And if you don't believe any of that, just look at where the stockmarket is after *100 bps* of Fed easing so far.


----------



## chops_a_must (22 January 2008)

dhukka said:


> And if you don't believe any of that, just look at where the stockmarket is after *100 bps* of Fed easing so far.




Oh come on!

If pollyanna thinking got us into this mess, then why can't it can get us out?


----------



## dhukka (22 January 2008)

chops_a_must said:


> Oh come on!
> 
> If pollyanna thinking got us into this mess, then why can't it can get us out?




OK, Krudlow the Clown, can't wait to see his show tonight, any odds on an aneurism?


----------



## ithatheekret (22 January 2008)

wayneL said:


> This is a tough one for me because if I was on the FOMC we would never be in the position it is now.
> 
> I'd never have cut to the extent it did and rates would be higher now.
> 
> ...





I'd like to join you Wayne , my rates would be higher too , but we'd probably end up a future discussion though ............. in a grassy knoll doco .



PS... Wouldn't an emergency cut show the Fed is not in control and has been taken over by the hysteria ?


----------



## cuttlefish (22 January 2008)

I voted for inflation, now!  (100bp tonight).

If they are going to stimulate an inflationary continuation of economic growth, which would dwarf subprime debt (and of course cause devaluation of the USD as well bringing real US spending power down) then they should do it aggressively now, because once consumer confidence/business sentiment is damaged too much they can't rescue it no matter how much stimulus and it will be another 10 year japan situation which is no good to anyone.  (wage inflation will be an important part of the mix). 

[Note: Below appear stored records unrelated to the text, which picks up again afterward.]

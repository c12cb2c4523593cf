use std::time::Instant;

use anyhow::Result;
use serde::Serialize;

use crate::output::config::OutputConfig;
use crate::output::types::{Envelope, Meta};
use crate::output::Emitter;

pub fn print_plan<T: Serialize>(op: &'static str, plan: &T, meta: Option<Meta>) -> Result<()> {
    let env = Envelope::plan(op, plan, meta)?;
    Emitter::new(OutputConfig::from_env()).emit(&env)?;
    Ok(())
}

pub fn print_result<T: Serialize>(op: &'static str, result: &T, meta: Option<Meta>) -> Result<()> {
    let env = Envelope::result(op, result, meta)?;
    Emitter::new(OutputConfig::from_env()).emit(&env)?;
    Ok(())
}

/// Result envelope carrying the wall time since `started`.
pub fn print_timed_result<T: Serialize>(op: &'static str, result: &T, started: Instant) -> Result<()> {
    print_result(op, result, Some(Meta::since(started)))
}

I agree with what Wayne has said though, they should have raised rates as soon as it was becoming obvious that there was too much cash being directed towards the asset price bubble. That would have broken the back of things early, caused a recession/depression but not as severe as what is likely to come out of this. The regrowth in spending would have been directed in areas that generated real productivity (of value to humans as such - as opposed to building a bunch of houses people didn't really want in areas they didn't really want to live).

The first priority now would have to be stability of the US dollar and the structural stability of the US altogether.  Losing a few major US banks might not be a great thing in a country used to rose coloured glasses.

Inflation is possibly the lesser of two evils in this scenario.  US citizens real wealth falls, real spending power falls and real wages fall but at the same time subprime debt gets dwarfed, the USD devalues significantly and the US becomes the cheap labour force for China, making goods out of Australian raw materials for export to the affluent Chinese.

Pretty sure they'll throw a war in there at some point before that happens though.


----------



## Wysiwyg (22 January 2008)

chops_a_must said:


> Are you sure about that?
> 
> Most of the neo-keynesian economists from what I have read, are scathing of modern economic theories, and their influence in politics.
> 
> ...





I had the impression you were early 20`s.If so you`re nous is years beyond.


----------



## chops_a_must (22 January 2008)

Wysiwyg said:


> I had the impression you were early 20`s.If so you`re nous is years beyond.


----------



## dhukka (23 January 2008)

Fed muppets cut 75 bps. The Bernanke put is in


----------



## MS+Tradesim (23 January 2008)

LOL. Dhukka, you beat me to it.


----------



## brendan87 (23 January 2008)

Release Date: January 22, 2008 

For immediate release 
The Federal Open Market Committee has decided to lower its target for the federal funds rate 75 basis points to 3-1/2 percent. 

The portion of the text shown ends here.